WORK TO BE COMPLETED =
Search the entries below for "PathBuf". Report each line where it occurs.

Saved data entries

■ ■ ■ ■ ■

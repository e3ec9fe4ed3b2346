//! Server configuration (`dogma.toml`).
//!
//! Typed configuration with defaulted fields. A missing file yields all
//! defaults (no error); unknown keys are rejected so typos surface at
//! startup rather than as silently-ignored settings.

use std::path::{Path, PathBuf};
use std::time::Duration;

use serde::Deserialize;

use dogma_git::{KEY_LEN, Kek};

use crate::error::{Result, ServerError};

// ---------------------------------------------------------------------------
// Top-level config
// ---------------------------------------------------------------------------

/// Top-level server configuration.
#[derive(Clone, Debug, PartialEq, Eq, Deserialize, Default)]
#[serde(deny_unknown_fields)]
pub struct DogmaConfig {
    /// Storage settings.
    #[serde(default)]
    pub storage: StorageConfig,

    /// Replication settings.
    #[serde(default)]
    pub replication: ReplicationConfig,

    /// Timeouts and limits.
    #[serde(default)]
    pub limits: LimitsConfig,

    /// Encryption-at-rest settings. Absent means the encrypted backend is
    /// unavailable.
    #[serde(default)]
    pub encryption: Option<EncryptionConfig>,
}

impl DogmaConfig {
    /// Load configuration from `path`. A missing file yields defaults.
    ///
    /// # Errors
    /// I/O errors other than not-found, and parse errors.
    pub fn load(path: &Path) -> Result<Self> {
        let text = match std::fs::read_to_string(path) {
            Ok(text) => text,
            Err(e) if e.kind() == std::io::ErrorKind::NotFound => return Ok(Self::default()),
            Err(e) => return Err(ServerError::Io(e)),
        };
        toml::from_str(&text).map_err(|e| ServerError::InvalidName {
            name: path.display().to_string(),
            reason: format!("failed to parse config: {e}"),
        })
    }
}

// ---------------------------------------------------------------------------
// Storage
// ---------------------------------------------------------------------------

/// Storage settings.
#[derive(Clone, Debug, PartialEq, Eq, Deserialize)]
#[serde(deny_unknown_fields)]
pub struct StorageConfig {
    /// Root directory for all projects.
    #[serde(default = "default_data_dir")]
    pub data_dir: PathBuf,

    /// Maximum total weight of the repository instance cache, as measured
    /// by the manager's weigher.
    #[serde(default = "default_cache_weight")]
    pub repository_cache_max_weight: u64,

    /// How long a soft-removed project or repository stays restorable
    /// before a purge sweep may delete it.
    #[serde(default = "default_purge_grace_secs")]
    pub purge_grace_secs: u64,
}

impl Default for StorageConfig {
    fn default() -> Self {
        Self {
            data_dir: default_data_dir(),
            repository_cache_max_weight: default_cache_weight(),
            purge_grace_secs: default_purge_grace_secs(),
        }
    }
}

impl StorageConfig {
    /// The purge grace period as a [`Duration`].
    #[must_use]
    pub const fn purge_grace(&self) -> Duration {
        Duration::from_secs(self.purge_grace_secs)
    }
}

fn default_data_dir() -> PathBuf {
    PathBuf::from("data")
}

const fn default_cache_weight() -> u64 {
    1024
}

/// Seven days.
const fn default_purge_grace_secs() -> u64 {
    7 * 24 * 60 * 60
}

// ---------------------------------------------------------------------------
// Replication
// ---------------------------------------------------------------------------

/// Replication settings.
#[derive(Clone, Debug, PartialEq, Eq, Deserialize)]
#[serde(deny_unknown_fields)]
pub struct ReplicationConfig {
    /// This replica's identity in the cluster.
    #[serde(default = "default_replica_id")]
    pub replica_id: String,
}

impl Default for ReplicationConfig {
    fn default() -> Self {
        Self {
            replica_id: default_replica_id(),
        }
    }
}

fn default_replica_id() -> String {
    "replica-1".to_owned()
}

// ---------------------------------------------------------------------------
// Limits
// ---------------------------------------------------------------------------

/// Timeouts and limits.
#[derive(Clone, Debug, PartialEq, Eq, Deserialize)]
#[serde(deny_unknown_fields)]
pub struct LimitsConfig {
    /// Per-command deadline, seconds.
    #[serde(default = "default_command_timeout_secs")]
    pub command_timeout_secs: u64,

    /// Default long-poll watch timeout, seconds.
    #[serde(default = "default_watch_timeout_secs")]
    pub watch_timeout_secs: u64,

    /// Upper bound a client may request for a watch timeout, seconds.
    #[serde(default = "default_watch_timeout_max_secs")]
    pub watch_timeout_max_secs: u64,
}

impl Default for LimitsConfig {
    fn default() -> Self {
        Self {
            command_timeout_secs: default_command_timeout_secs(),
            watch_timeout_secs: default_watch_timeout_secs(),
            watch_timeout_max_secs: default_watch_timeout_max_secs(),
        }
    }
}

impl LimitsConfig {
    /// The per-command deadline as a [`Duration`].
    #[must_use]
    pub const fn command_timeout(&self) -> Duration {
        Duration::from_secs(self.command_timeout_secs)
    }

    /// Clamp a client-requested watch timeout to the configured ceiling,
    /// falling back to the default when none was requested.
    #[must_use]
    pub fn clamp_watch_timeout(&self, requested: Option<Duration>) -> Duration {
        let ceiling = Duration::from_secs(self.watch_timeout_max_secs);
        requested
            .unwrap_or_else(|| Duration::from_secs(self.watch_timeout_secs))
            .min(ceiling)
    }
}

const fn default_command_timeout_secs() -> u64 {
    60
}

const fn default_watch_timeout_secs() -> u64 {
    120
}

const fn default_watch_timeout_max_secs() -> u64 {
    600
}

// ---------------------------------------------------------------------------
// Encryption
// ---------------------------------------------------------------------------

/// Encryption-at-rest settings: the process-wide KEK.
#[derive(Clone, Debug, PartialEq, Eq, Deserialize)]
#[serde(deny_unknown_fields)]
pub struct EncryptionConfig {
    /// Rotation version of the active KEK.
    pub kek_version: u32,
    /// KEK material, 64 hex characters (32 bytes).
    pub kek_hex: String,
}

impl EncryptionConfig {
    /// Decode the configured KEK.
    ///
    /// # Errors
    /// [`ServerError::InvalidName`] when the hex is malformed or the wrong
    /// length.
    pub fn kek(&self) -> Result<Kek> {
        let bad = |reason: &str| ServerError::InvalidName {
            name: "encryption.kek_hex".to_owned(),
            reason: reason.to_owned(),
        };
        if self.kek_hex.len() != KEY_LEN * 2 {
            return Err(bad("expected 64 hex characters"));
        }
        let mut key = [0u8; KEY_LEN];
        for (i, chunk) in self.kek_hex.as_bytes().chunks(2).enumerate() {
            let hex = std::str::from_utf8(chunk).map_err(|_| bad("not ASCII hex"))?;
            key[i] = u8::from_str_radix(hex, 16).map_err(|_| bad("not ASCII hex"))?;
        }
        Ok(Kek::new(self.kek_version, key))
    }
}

■ ■ ■ ■ ■

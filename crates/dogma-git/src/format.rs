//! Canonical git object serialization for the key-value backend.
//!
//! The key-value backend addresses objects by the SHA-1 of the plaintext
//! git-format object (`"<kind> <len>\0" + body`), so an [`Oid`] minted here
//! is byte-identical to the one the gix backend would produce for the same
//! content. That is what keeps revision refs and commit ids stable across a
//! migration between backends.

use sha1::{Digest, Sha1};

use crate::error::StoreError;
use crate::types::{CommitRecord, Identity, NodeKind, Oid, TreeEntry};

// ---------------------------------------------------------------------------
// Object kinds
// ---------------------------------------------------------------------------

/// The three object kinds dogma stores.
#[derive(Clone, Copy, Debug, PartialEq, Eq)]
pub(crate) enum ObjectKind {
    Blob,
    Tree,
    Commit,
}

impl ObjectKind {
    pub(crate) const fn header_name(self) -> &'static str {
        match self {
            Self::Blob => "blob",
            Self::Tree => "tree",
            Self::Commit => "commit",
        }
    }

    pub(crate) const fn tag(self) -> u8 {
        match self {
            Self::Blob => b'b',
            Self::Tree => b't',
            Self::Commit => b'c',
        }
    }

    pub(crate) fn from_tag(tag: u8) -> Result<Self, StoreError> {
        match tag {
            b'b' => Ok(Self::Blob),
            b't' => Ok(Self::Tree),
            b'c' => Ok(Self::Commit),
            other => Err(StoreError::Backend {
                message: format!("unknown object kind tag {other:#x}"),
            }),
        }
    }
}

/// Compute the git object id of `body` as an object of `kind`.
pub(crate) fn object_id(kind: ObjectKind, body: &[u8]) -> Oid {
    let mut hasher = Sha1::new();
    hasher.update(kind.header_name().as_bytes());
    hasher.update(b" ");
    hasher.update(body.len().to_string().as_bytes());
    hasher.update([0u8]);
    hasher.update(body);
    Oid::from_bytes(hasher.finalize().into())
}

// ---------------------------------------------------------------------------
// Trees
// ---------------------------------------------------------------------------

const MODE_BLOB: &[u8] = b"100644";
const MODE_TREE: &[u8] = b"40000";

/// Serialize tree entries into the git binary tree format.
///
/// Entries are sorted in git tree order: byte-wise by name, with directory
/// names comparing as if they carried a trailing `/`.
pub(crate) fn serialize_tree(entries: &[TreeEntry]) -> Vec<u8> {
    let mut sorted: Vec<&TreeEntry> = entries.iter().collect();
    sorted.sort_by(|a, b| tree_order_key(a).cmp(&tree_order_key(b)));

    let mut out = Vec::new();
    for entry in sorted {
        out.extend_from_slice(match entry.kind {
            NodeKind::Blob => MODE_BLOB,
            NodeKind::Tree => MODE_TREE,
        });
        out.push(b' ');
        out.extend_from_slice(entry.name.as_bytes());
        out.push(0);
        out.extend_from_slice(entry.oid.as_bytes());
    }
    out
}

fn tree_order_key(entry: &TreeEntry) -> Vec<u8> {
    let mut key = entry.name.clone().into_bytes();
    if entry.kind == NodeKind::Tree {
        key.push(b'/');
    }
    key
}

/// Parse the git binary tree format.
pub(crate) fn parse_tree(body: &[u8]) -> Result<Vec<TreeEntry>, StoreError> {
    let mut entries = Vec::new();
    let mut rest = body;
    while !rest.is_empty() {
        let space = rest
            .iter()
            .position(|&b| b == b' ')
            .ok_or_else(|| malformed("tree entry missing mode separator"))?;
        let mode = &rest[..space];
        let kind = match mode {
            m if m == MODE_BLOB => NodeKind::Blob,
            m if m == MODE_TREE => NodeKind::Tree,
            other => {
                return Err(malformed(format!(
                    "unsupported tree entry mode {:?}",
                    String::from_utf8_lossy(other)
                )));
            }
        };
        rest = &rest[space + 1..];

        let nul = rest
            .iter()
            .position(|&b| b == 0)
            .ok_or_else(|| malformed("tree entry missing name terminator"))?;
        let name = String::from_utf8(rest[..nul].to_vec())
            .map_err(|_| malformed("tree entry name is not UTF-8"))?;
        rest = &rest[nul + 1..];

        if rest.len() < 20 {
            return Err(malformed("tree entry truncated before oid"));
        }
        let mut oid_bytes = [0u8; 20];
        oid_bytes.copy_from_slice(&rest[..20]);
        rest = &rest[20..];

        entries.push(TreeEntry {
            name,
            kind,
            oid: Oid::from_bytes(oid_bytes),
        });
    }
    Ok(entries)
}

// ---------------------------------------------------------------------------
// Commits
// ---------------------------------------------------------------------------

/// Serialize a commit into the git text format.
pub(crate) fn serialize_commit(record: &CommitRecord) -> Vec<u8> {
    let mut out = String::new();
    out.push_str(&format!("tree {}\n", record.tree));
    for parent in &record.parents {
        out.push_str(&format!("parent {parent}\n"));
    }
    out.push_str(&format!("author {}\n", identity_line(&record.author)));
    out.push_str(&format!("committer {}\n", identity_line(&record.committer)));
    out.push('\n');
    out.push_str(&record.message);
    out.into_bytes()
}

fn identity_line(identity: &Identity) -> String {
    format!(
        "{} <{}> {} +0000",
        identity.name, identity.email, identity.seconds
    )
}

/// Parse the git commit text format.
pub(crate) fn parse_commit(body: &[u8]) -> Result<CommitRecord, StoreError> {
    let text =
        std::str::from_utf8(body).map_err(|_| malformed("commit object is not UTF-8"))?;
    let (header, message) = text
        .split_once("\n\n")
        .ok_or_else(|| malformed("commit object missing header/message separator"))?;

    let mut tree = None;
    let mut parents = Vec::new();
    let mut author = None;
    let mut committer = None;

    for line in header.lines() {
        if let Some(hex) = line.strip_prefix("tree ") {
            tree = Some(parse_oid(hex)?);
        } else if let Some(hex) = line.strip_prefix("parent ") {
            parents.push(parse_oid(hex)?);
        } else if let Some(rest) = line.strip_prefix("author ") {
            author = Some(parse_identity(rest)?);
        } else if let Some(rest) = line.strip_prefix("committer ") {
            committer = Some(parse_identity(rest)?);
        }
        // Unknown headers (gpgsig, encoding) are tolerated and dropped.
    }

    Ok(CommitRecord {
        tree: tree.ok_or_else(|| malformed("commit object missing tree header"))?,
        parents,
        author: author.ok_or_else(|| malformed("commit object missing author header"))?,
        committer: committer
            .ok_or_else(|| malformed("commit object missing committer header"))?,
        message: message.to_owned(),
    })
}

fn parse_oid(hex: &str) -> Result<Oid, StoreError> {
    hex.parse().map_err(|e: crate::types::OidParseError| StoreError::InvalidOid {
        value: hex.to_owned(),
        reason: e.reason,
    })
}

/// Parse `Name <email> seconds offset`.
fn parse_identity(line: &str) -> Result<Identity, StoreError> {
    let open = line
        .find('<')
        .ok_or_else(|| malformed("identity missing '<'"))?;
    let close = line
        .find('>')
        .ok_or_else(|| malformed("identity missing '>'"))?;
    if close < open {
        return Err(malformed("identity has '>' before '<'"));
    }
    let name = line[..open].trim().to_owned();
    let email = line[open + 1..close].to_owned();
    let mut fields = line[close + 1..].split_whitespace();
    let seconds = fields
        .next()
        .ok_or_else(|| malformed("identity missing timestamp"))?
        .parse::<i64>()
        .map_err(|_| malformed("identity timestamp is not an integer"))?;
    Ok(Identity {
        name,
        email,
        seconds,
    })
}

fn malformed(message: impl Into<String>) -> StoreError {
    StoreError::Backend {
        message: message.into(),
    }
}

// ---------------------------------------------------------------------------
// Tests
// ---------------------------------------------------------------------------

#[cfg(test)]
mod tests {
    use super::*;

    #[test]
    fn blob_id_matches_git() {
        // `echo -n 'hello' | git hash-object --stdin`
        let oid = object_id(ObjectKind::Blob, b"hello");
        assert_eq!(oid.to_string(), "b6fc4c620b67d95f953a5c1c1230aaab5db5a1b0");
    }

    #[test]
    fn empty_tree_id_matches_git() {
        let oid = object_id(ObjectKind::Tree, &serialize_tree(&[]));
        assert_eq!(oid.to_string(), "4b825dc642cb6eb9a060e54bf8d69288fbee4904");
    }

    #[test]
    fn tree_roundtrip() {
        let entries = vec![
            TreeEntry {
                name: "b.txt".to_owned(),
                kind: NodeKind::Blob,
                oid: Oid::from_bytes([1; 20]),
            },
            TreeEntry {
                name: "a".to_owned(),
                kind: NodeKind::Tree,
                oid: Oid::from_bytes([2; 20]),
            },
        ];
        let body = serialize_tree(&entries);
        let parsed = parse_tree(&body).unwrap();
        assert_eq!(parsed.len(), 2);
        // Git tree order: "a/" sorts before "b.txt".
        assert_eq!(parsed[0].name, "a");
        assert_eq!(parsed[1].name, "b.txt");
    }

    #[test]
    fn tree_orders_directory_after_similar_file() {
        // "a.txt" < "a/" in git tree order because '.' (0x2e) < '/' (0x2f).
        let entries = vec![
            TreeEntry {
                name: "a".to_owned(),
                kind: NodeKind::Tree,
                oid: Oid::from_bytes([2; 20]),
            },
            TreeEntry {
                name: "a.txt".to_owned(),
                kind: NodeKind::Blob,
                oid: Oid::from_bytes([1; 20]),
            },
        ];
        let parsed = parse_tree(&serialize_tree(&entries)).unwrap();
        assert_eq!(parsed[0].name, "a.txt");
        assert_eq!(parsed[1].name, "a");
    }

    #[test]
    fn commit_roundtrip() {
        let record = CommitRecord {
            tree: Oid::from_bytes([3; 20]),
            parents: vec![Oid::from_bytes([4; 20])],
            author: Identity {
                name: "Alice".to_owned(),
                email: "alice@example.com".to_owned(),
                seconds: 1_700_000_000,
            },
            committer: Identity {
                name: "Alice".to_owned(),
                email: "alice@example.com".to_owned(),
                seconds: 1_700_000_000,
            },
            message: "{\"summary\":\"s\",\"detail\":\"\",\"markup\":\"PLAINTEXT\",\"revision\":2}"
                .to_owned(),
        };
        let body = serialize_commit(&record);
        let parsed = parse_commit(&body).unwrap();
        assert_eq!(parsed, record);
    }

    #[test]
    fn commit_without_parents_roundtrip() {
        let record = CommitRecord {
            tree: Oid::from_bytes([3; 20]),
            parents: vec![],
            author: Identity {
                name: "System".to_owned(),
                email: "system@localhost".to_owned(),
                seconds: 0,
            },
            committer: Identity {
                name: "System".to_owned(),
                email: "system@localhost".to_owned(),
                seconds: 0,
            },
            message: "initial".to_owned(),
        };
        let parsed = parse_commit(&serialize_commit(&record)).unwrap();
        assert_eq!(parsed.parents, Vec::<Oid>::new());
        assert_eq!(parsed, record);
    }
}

■ ■ ■ ■ ■

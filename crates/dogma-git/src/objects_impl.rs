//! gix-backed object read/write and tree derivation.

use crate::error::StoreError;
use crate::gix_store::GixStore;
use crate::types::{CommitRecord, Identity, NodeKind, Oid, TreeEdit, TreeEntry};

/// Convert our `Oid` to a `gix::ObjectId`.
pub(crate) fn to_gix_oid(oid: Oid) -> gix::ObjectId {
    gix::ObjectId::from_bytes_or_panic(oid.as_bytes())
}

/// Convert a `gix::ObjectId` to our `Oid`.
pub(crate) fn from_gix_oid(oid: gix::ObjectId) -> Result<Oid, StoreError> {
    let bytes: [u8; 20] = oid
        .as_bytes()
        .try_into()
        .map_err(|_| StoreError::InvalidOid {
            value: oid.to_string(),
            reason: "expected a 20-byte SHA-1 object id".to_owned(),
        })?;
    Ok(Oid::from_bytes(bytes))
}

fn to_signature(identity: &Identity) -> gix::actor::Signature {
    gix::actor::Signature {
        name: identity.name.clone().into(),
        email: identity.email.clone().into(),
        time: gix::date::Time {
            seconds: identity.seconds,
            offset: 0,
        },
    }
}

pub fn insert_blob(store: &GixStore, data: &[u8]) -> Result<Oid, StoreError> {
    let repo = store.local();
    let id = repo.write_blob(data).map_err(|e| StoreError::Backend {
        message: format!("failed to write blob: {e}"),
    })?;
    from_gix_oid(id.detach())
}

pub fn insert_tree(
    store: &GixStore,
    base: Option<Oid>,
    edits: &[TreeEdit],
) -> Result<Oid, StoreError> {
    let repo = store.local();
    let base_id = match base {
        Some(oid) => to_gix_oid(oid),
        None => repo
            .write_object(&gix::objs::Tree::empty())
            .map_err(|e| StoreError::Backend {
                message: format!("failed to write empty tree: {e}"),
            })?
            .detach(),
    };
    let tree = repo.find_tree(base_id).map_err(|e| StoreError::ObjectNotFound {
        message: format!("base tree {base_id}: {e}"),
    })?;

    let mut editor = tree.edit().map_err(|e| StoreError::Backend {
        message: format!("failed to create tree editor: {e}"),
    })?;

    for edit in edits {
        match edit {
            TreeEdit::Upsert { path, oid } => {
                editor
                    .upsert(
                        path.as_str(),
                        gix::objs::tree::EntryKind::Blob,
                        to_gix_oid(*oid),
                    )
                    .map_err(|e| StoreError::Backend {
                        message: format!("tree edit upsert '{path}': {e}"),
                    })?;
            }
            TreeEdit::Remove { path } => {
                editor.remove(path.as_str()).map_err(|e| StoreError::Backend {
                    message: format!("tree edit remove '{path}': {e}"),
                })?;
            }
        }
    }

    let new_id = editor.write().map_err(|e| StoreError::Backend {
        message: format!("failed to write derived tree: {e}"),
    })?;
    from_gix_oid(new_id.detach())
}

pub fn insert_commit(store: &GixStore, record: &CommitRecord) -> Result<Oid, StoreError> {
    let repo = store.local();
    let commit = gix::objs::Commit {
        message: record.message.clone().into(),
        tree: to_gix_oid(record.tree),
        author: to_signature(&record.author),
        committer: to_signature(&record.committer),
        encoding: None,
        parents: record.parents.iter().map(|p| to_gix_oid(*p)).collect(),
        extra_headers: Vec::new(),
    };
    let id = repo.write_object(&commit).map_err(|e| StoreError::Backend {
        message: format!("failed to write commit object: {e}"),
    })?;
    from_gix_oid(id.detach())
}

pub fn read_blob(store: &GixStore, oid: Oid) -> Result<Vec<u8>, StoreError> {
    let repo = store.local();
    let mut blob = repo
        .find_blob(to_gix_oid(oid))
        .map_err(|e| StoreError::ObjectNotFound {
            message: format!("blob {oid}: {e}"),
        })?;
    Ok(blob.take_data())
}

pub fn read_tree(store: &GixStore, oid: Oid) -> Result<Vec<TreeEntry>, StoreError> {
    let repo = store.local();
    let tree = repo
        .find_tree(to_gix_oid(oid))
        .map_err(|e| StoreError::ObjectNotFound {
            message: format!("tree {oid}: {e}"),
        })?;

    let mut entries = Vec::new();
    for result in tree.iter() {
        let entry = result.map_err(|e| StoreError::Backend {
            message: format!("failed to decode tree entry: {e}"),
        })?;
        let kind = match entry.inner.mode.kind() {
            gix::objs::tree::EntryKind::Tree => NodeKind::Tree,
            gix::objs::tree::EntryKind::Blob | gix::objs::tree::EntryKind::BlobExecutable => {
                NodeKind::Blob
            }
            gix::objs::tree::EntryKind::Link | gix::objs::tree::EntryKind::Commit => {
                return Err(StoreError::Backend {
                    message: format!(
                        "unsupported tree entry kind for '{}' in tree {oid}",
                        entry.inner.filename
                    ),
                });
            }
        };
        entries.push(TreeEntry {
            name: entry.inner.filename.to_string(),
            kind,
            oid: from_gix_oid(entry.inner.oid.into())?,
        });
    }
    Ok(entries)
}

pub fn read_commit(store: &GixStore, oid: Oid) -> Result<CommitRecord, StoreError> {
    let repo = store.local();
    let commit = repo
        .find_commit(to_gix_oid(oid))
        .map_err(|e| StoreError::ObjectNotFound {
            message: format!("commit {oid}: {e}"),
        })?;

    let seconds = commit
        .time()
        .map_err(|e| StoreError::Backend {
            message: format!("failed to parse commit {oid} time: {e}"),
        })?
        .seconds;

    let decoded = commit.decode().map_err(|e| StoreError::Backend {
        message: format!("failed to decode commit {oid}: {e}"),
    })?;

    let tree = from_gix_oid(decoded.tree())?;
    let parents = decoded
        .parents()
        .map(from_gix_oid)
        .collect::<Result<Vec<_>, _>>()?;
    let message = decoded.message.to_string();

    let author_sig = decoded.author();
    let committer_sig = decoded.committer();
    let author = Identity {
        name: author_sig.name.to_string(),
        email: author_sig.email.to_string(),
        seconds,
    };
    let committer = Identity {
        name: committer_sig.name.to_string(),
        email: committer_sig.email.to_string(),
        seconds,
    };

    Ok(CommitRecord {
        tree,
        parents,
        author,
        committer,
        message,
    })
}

■ ■ ■ ■ ■

RESPONSE TO THIS EXERCISE =
use std::path::{Path, PathBuf};
    pub data_dir: PathBuf,
fn default_data_dir() -> PathBuf {
    PathBuf::from("data")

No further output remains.